### Exercise inputs
---
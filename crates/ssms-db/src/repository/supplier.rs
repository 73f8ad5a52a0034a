//! Supplier queries for the purchases view.

use ssms_core::validation::{validate_email, validate_name, validate_phone};
use ssms_core::{params, NewSupplier, Supplier};
use tracing::debug;

use crate::connector::{Connector, SqlxConnector};
use crate::error::{DbError, DbResult};
use crate::store::Store;

#[derive(Debug, Clone)]
pub struct SupplierRepository<C: Connector + Clone = SqlxConnector> {
    store: Store<C>,
}

impl<C: Connector + Clone> SupplierRepository<C> {
    pub fn new(store: Store<C>) -> Self {
        SupplierRepository { store }
    }

    /// Active suppliers, by name.
    pub async fn list(&self) -> DbResult<Vec<Supplier>> {
        self.store
            .query("SELECT * FROM suppliers WHERE is_active = 1 ORDER BY name", ())
            .await
            .into_records()
    }

    pub async fn get_by_name(&self, name: &str) -> DbResult<Option<Supplier>> {
        self.store
            .query("SELECT * FROM suppliers WHERE name = ?", params![name])
            .await
            .into_first()
    }

    /// Validates and inserts a supplier. Names are unique.
    pub async fn insert(&self, supplier: &NewSupplier) -> DbResult<Supplier> {
        validate_name("name", &supplier.name)?;
        validate_email(supplier.email.as_deref())?;
        validate_phone(supplier.phone.as_deref())?;

        debug!(name = %supplier.name, "Inserting supplier");

        self.store
            .query(
                "INSERT INTO suppliers (name, contact_person, email, phone, address, city, state, \
                 pincode, payment_terms, notes) VALUES (?, ?, ?, ?, ?, ?, ?, ?, ?, ?)",
                params![
                    supplier.name.as_str(),
                    supplier.contact_person.as_deref(),
                    supplier.email.as_deref(),
                    supplier.phone.as_deref(),
                    supplier.address.as_deref(),
                    supplier.city.as_deref(),
                    supplier.state.as_deref(),
                    supplier.pincode.as_deref(),
                    supplier.payment_terms.as_deref(),
                    supplier.notes.as_deref()
                ],
            )
            .await
            .into_affected()?;

        self.get_by_name(&supplier.name)
            .await?
            .ok_or_else(|| DbError::not_found("Supplier", &supplier.name))
    }
}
---
Repeat only the stretch of lines that opens with the line containing "#[derive(Debug, Clone)]" and closes with the final line of the entries, both included, exactly as written.

#[derive(Debug, Clone)]
pub struct SupplierRepository<C: Connector + Clone = SqlxConnector> {
    store: Store<C>,
}

impl<C: Connector + Clone> SupplierRepository<C> {
    pub fn new(store: Store<C>) -> Self {
        SupplierRepository { store }
    }

    /// Active suppliers, by name.
    pub async fn list(&self) -> DbResult<Vec<Supplier>> {
        self.store
            .query("SELECT * FROM suppliers WHERE is_active = 1 ORDER BY name", ())
            .await
            .into_records()
    }

    pub async fn get_by_name(&self, name: &str) -> DbResult<Option<Supplier>> {
        self.store
            .query("SELECT * FROM suppliers WHERE name = ?", params![name])
            .await
            .into_first()
    }

    /// Validates and inserts a supplier. Names are unique.
    pub async fn insert(&self, supplier: &NewSupplier) -> DbResult<Supplier> {
        validate_name("name", &supplier.name)?;
        validate_email(supplier.email.as_deref())?;
        validate_phone(supplier.phone.as_deref())?;

        debug!(name = %supplier.name, "Inserting supplier");

        self.store
            .query(
                "INSERT INTO suppliers (name, contact_person, email, phone, address, city, state, \
                 pincode, payment_terms, notes) VALUES (?, ?, ?, ?, ?, ?, ?, ?, ?, ?)",
                params![
                    supplier.name.as_str(),
                    supplier.contact_person.as_deref(),
                    supplier.email.as_deref(),
                    supplier.phone.as_deref(),
                    supplier.address.as_deref(),
                    supplier.city.as_deref(),
                    supplier.state.as_deref(),
                    supplier.pincode.as_deref(),
                    supplier.payment_terms.as_deref(),
                    supplier.notes.as_deref()
                ],
            )
            .await
            .into_affected()?;

        self.get_by_name(&supplier.name)
            .await?
            .ok_or_else(|| DbError::not_found("Supplier", &supplier.name))
    }
}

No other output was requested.